Stored data entries:

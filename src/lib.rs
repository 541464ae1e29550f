//! barcode_reader - barcode decode orchestration
//!
//! Turns caller images into luminance sources, thresholds them and drives a
//! pluggable decode engine, retrying in 90° steps when auto-rotation is on.
//! Results carry their orientation and are published to subscribers.
//!
//! ```no_run
//! use barcode_reader::{BarcodeReader, DecodeOptions, ImageLuminanceFactory, Reader};
//!
//! fn scan(engine: impl Reader + 'static) -> barcode_reader::Result<()> {
//!     let image = image::open("label.png")?;
//!     let mut reader: BarcodeReader<image::DynamicImage> = BarcodeReader::new(engine)
//!         .with_luminance_factory(ImageLuminanceFactory)
//!         .with_options(DecodeOptions::from_env().with_auto_rotate(true));
//!     if let Some(result) = reader.decode(&image)? {
//!         println!("{}: {}", result.format, result.text);
//!     }
//!     Ok(())
//! }
//! ```

#![warn(missing_docs)]
#![allow(clippy::missing_docs_in_private_items)]

/// Thresholding strategies and the binary bitmap they produce
pub mod binarizer;
/// Decode engine traits
pub mod engine;
/// Error type and result alias
pub mod error;
/// Subscriber lists for result and result-point notifications
pub mod events;
/// Structured decode hints
pub mod hints;
/// Tracing subscriber setup
pub mod logging;
/// Luminance sources and factories
pub mod luminance;
/// Core data structures (formats, results, points, bit matrices)
pub mod models;
/// Multi-result orchestration
pub mod multi;
/// Option store with change tracking
pub mod options;
/// Single-result orchestration
pub mod reader;
/// Inspection helpers used by the demo binary
pub mod tools;

pub use binarizer::{
    Binarizer, BinaryBitmap, DEFAULT_BINARIZER, GlobalHistogramBinarizer, HybridBinarizer,
};
pub use engine::{MultipleReader, Reader};
pub use error::{BarcodeError, Result};
pub use events::{SubscriptionId, Subscribers};
pub use hints::{DecodeHintType, DecodeHints, ResultPointCallback};
pub use logging::init_tracing;
pub use luminance::{GrayLuminanceSource, ImageLuminanceFactory, LuminanceFactory, LuminanceSource};
pub use models::{
    BarcodeFormat, BitMatrix, DecodeResult, MetadataValue, ResultMetadataType, ResultPoint,
};
pub use multi::{FAST_PATH_FORMAT, GenericMultipleReader, MultiBarcodeReader};
pub use options::DecodeOptions;
pub use reader::{BarcodeReader, ROTATION_ATTEMPTS, ReaderState};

• [YOUR TASK]: All of the entries, from the first line to the last, should be duplicated exactly.

• [EXERCISE OUTPUT]:
filename src/lib.rs
repository 541464ae1e29550f
//! barcode_reader - barcode decode orchestration
//!
//! Turns caller images into luminance sources, thresholds them and drives a
//! pluggable decode engine, retrying in 90° steps when auto-rotation is on.
//! Results carry their orientation and are published to subscribers.
//!
//! ```no_run
//! use barcode_reader::{BarcodeReader, DecodeOptions, ImageLuminanceFactory, Reader};
//!
//! fn scan(engine: impl Reader + 'static) -> barcode_reader::Result<()> {
//!     let image = image::open("label.png")?;
//!     let mut reader: BarcodeReader<image::DynamicImage> = BarcodeReader::new(engine)
//!         .with_luminance_factory(ImageLuminanceFactory)
//!         .with_options(DecodeOptions::from_env().with_auto_rotate(true));
//!     if let Some(result) = reader.decode(&image)? {
//!         println!("{}: {}", result.format, result.text);
//!     }
//!     Ok(())
//! }
//! ```

#![warn(missing_docs)]
#![allow(clippy::missing_docs_in_private_items)]

/// Thresholding strategies and the binary bitmap they produce
pub mod binarizer;
/// Decode engine traits
pub mod engine;
/// Error type and result alias
pub mod error;
/// Subscriber lists for result and result-point notifications
pub mod events;
/// Structured decode hints
pub mod hints;
/// Tracing subscriber setup
pub mod logging;
/// Luminance sources and factories
pub mod luminance;
/// Core data structures (formats, results, points, bit matrices)
pub mod models;
/// Multi-result orchestration
pub mod multi;
/// Option store with change tracking
pub mod options;
/// Single-result orchestration
pub mod reader;
/// Inspection helpers used by the demo binary
pub mod tools;

pub use binarizer::{
    Binarizer, BinaryBitmap, DEFAULT_BINARIZER, GlobalHistogramBinarizer, HybridBinarizer,
};
pub use engine::{MultipleReader, Reader};
pub use error::{BarcodeError, Result};
pub use events::{SubscriptionId, Subscribers};
pub use hints::{DecodeHintType, DecodeHints, ResultPointCallback};
pub use logging::init_tracing;
pub use luminance::{GrayLuminanceSource, ImageLuminanceFactory, LuminanceFactory, LuminanceSource};
pub use models::{
    BarcodeFormat, BitMatrix, DecodeResult, MetadataValue, ResultMetadataType, ResultPoint,
};
pub use multi::{FAST_PATH_FORMAT, GenericMultipleReader, MultiBarcodeReader};
pub use options::DecodeOptions;
pub use reader::{BarcodeReader, ROTATION_ATTEMPTS, ReaderState};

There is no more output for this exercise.